İnsan özgür doğar ve fakat yaşamı boyunca hemen her yerde zincire vurulmuştur.
Toplumun temelinde aile topluluğu yer almıştır kadim zamanlardan beri. Aile bütünlüğünün idamesi için dahi bir nevi sözleşme olması zaruridir. İnsanın uyması gereken ilk yasa kendi varlığını korumaktır, doğası itibariyle mecburdur buna, kaçınması mümkün değildir. Ötekilerin arasında onu farklı kılabilen ölçüt kendine gösterebildiği özendir.

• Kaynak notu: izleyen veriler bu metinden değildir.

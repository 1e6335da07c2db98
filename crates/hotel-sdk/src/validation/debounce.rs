//! Trailing debounce with a submit bypass

use std::sync::atomic::{AtomicBool, Ordering};
use std::sync::Arc;
use std::time::Duration;
use tokio::sync::mpsc;
use tokio::task::JoinHandle;
use tokio::time::{sleep, Instant};

/// Shared switch flipped once a submit has been attempted.
///
/// While set, the debouncer forwards every event immediately.
#[derive(Debug, Clone, Default)]
pub struct SubmitFlag(Arc<AtomicBool>);

impl SubmitFlag {
    pub fn new() -> Self {
        Self::default()
    }

    pub fn set(&self) {
        self.0.store(true, Ordering::SeqCst);
    }

    pub fn clear(&self) {
        self.0.store(false, Ordering::SeqCst);
    }

    pub fn is_set(&self) -> bool {
        self.0.load(Ordering::SeqCst)
    }
}

/// Spawn a task that coalesces bursts from `rx` into one trailing call of
/// `on_fire` with the latest event, once `quiet` has passed without a new
/// one. Each event restarts the window. A pending event is flushed when the
/// channel closes.
pub fn spawn_debounced<T, F>(
    mut rx: mpsc::UnboundedReceiver<T>,
    quiet: Duration,
    bypass: SubmitFlag,
    mut on_fire: F,
) -> JoinHandle<()>
where
    T: Send + 'static,
    F: FnMut(T) + Send + 'static,
{
    tokio::spawn(async move {
        while let Some(mut latest) = rx.recv().await {
            if !bypass.is_set() {
                let window = sleep(quiet);
                tokio::pin!(window);

                loop {
                    tokio::select! {
                        _ = &mut window => break,
                        next = rx.recv() => match next {
                            Some(event) => {
                                latest = event;
                                if bypass.is_set() {
                                    break;
                                }
                                window.as_mut().reset(Instant::now() + quiet);
                            }
                            None => break,
                        },
                    }
                }
            }

            on_fire(latest);
        }
    })
}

Conatus’un varlığı tartışma konusu değildir belki, ve fakat varlığın yaşamda ifade ediliş biçimi, bizatihi kendi farkını ve ayrıcalığını da belirlemektedir. Aile kurumunun başında bulunan baba’nın doğal sevgisinin yerini, devlet başkanında hükmetme keyfiyeti alır: belki de sorunun temeli de burada aranmalıdır. Rousseau, devlet başkanının halkla olan ilişkisinin, çoban-sürü diyalektiği ile temellendirilmesinin karşısında durmaktadır şiddetle. Antik toplumlarda karşılaştığımız ilk köleleri köle yapan şeyin kaba güç, onları kölelikte tutan asıl etkenin ise korkaklık olduğunu ileri sürer. Herhangi bir ahlak öğretisinin, güç gibi tümüyle fiziksel düzlemde geçerliliği olan bir dogmatik temel üzerine inşa edilmesi mümkün değildir. Güce boyun eğmek bir istem değil, bir zorunluluktur çünkü. Güç hak yaratmaz, ve insan olan ancak haklı güce boyun eğmelidir.
Özgürlüğünden vazgeçmek, insanlık haklarından hatta ödevlerinden vazgeçmek demektir. İnsan zindanda sessizlik içinde yaşar ama bu kadarı orayı özlenir bir yer yapmaya yeter mi?
Tam da bu esnada, bakışımızı Lars von Trier’in Manderlay’ine çevirdiğimizde, benzer bir manzara karşılar bizi. Kölelik düşünmemek, düşünmeyi istememek demektir; düşünme yükünden kurtulmuş olmanın rahatlığına alışmış insan, var olan düzeninin bozulmasını istemez, isteyemez artık. Kolay olan daha cazip gelir her zaman, insanlığının henüz farkına varamamış olana. Sapkın olanın giderek normalleştiği, düşünen zekanın toplum dışına itildiği yerdir burası.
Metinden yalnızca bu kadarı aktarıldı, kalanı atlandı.